Speech from the Education Secretary Michael Gove on mathematics and science education

29 June 2011

The Education Secretary Michael Gove spoke at the Royal Society on 29 June about mathematics and science education. In his speech, he made several references to ACME's work, notably to the recent ACME  Mathematical Needs reports.  

Michael Gove said: "Every year, about half of our pupils leave school without even a 'C' in maths GCSE. But it's not just those pupils who give us cause for concern. We still send powerful signals throughout our education system that it's somehow acceptable to give up on maths. Critically, we allow students to abandon any mathematical study after 16, in stark contrast to other developed nations. The 'maths gap' that most pupils now experience after the age of 16 means that even those who did well at GCSE have forgotten much of the maths they learnt by the time they start their degree or a job. ACME's most recent figures on the take-up of mathematics among 17 year-olds is particularly worrying.

That is why I think we should set a new goal for the education system so that within a decade the vast majority of pupils are studying maths right through to the age of 18."
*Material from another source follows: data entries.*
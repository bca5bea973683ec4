//! neurocare - Book medical appointments with a voice-based cognitive check
//!
//! A booking runs through three steps: appointment details, a short voice
//! recording analyzed for speech and cognitive markers, and review & submit.
//! Bookings can be driven from the line wizard, the TUI or the daemon.

pub mod analysis;
pub mod audio;
pub mod cli;
pub mod config;
pub mod daemon;
pub mod storage;
pub mod tui;
pub mod workflow;

pub use workflow::WorkflowError;

/// Application version
pub const VERSION: &str = env!("CARGO_PKG_VERSION");

/// Application name
pub const APP_NAME: &str = "neurocare";
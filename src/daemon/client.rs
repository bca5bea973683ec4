//! IPC client for communicating with the daemon

use anyhow::{Context, Result};
use tokio::net::UnixStream;

use crate::config::Settings;
use crate::daemon::ipc::{decode, read_frame, write_message, DaemonRequest, DaemonResponse};

/// Client for communicating with the daemon
pub struct DaemonClient {
    stream: UnixStream,
}

impl DaemonClient {
    /// Connect to the daemon
    pub async fn connect(settings: &Settings) -> Result<Self> {
        let socket_path = settings.socket_path();

        let stream = UnixStream::connect(&socket_path)
            .await
            .with_context(|| {
                format!(
                    "Failed to connect to daemon at {:?}. Is the daemon running? Try: neurocare daemon start",
                    socket_path
                )
            })?;

        Ok(Self { stream })
    }

    /// Send a request and wait for response
    pub async fn send(&mut self, request: DaemonRequest) -> Result<DaemonResponse> {
        write_message(&mut self.stream, &request).await?;

        let Some(body) = read_frame(&mut self.stream).await? else {
            anyhow::bail!("Daemon closed the connection before answering");
        };
        let response = decode(&body).context("Failed to parse daemon response")?;

        Ok(response)
    }
}
//! Provider directory: the roster of doctors a patient can book with

use serde::{Deserialize, Serialize};

/// A bookable provider
#[derive(Debug, Clone, PartialEq, Eq, Serialize, Deserialize)]
pub struct Doctor {
    pub id: String,
    pub name: String,
    pub specialty: String,
}

impl Doctor {
    fn new(id: &str, name: &str, specialty: &str) -> Self {
        Self {
            id: id.to_string(),
            name: name.to_string(),
            specialty: specialty.to_string(),
        }
    }
}

pub trait ProviderDirectory: Send + Sync {
    fn list_doctors(&self) -> Vec<Doctor>;

    fn find_doctor(&self, id: &str) -> Option<Doctor> {
        self.list_doctors().into_iter().find(|d| d.id == id)
    }
}

/// Fixed roster
pub struct StaticDirectory {
    doctors: Vec<Doctor>,
}

impl StaticDirectory {
    pub fn new(doctors: Vec<Doctor>) -> Self {
        Self { doctors }
    }
}

impl Default for StaticDirectory {
    fn default() -> Self {
        Self::new(vec![
            Doctor::new("dr-chen", "Dr. Sarah Chen", "Neurologist"),
            Doctor::new("dr-roberts", "Dr. Michael Roberts", "Cognitive Specialist"),
            Doctor::new("dr-johnson", "Dr. Emily Johnson", "Geriatric Medicine"),
        ])
    }
}

impl ProviderDirectory for StaticDirectory {
    fn list_doctors(&self) -> Vec<Doctor> {
        self.doctors.clone()
    }
}

#[cfg(test)]
mod tests {
    use super::*;

    #[test]
    fn default_roster_resolves_ids() {
        let directory = StaticDirectory::default();
        assert_eq!(directory.list_doctors().len(), 3);
        assert_eq!(
            directory.find_doctor("dr-chen").map(|d| d.specialty),
            Some("Neurologist".to_string())
        );
        assert!(directory.find_doctor("Dr. Sarah Chen").is_none());
    }
}
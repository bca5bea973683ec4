//! Unix socket IPC server for daemon communication

use anyhow::Result;
use std::path::PathBuf;
use tokio::net::{UnixListener, UnixStream};
use tokio::sync::mpsc;
use tracing::{debug, error, info, warn};

use crate::daemon::ipc::{decode, read_frame, write_message, DaemonRequest, DaemonResponse};

/// Command channel for the server
pub type CommandSender = mpsc::Sender<(DaemonRequest, mpsc::Sender<DaemonResponse>)>;
pub type CommandReceiver = mpsc::Receiver<(DaemonRequest, mpsc::Sender<DaemonResponse>)>;

/// IPC server that listens on a Unix socket
pub struct IpcServer {
    socket_path: PathBuf,
    listener: Option<UnixListener>,
}

impl IpcServer {
    /// Create a new IPC server
    pub fn new(socket_path: PathBuf) -> Self {
        Self {
            socket_path,
            listener: None,
        }
    }

    /// Start listening on the socket
    pub async fn start(&mut self) -> Result<()> {
        if self.socket_path.exists() {
            std::fs::remove_file(&self.socket_path)?;
        }

        if let Some(parent) = self.socket_path.parent() {
            std::fs::create_dir_all(parent)?;
        }

        let listener = UnixListener::bind(&self.socket_path)?;
        info!("IPC server listening on {:?}", self.socket_path);
        self.listener = Some(listener);

        Ok(())
    }

    /// Run the server, forwarding commands to the handler
    pub async fn run(&mut self, cmd_tx: CommandSender) -> Result<()> {
        let listener = self
            .listener
            .take()
            .ok_or_else(|| anyhow::anyhow!("IPC server not started"))?;

        loop {
            match listener.accept().await {
                Ok((stream, _addr)) => {
                    let tx = cmd_tx.clone();
                    tokio::spawn(async move {
                        if let Err(e) = handle_connection(stream, tx).await {
                            error!("Connection error: {}", e);
                        }
                    });
                }
                Err(e) => {
                    error!("Accept error: {}", e);
                }
            }
        }
    }
}

impl Drop for IpcServer {
    fn drop(&mut self) {
        if self.socket_path.exists() {
            let _ = std::fs::remove_file(&self.socket_path);
        }
    }
}

/// Serve one client: framed requests in, framed responses out, until it hangs up
async fn handle_connection(mut stream: UnixStream, cmd_tx: CommandSender) -> Result<()> {
    debug!("New client connection");

    while let Some(body) = read_frame(&mut stream).await? {
        let request: DaemonRequest = match decode(&body) {
            Ok(req) => req,
            Err(e) => {
                warn!("Rejected request: {:#}", e);
                let response = DaemonResponse::Error {
                    message: format!("Invalid request: {:#}", e),
                };
                write_message(&mut stream, &response).await?;
                continue;
            }
        };

        debug!("Received request: {:?}", request);

        let is_shutdown = matches!(request, DaemonRequest::Shutdown);

        let (resp_tx, mut resp_rx) = mpsc::channel(1);
        cmd_tx.send((request, resp_tx)).await?;

        let response = resp_rx.recv().await.unwrap_or(DaemonResponse::Error {
            message: "Handler closed".to_string(),
        });

        write_message(&mut stream, &response).await?;

        if is_shutdown {
            return Ok(());
        }
    }

    debug!("Client disconnected");
    Ok(())
}

#[cfg(test)]
mod tests {
    use super::*;
    use tokio::io::AsyncWriteExt;

    async fn answer_pings(mut cmd_rx: CommandReceiver) {
        while let Some((request, resp_tx)) = cmd_rx.recv().await {
            let response = match request {
                DaemonRequest::Ping => DaemonResponse::Pong,
                _ => DaemonResponse::Ok,
            };
            let _ = resp_tx.send(response).await;
        }
    }

    #[tokio::test]
    async fn serves_framed_requests_and_rejects_garbage() {
        let dir = tempfile::tempdir().unwrap();
        let socket_path = dir.path().join("neurocare.sock");

        let mut server = IpcServer::new(socket_path.clone());
        server.start().await.unwrap();
        let (cmd_tx, cmd_rx) = mpsc::channel(4);
        tokio::spawn(answer_pings(cmd_rx));
        let server_task = tokio::spawn(async move { server.run(cmd_tx).await });

        let mut stream = UnixStream::connect(&socket_path).await.unwrap();

        write_message(&mut stream, &DaemonRequest::Ping).await.unwrap();
        let body = read_frame(&mut stream).await.unwrap().unwrap();
        assert!(matches!(decode(&body).unwrap(), DaemonResponse::Pong));

        let garbage = b"{nope";
        stream
            .write_all(&(garbage.len() as u32).to_le_bytes())
            .await
            .unwrap();
        stream.write_all(garbage).await.unwrap();
        let body = read_frame(&mut stream).await.unwrap().unwrap();
        match decode(&body).unwrap() {
            DaemonResponse::Error { message } => assert!(message.starts_with("Invalid request")),
            other => panic!("unexpected response: {:?}", other),
        }

        // The connection stays usable after a bad frame
        write_message(&mut stream, &DaemonRequest::Ping).await.unwrap();
        let body = read_frame(&mut stream).await.unwrap().unwrap();
        assert!(matches!(decode(&body).unwrap(), DaemonResponse::Pong));

        server_task.abort();
    }
}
The full speech can be found at:

The Chair of ACME, Professor Dame Julia Higgins FRS FREng said: "We were delighted to hear the Education Secretary Michael Gove recognise the importance of maths in education, both at primary and more advanced levels.  In particular, we welcome his recognition of the significance of ACME's Mathematical Needs report, published this month, and its findings that too few students now study the requisite level of mathematics to prepare them properly for higher education or the workplace.  ACME found that 330,000 students each year embark on university courses that require mathematical knowledge beyond GCSE, but that 210,000 of them will be unprepared for this when they arrive, having finished their study of mathematics at GCSE.  Further study of mathematics would ensure that these students, and those entering the world of employment, are better equipped to manage the challenges they will face.  We wholeheartedly agree with the Education Secretary that the vast majority of pupils in the UK should be studying maths right through to the age of 18 - to make this happen we need to develop a range of different post-16 courses to allow everyone to study the mathematics that they need to progress.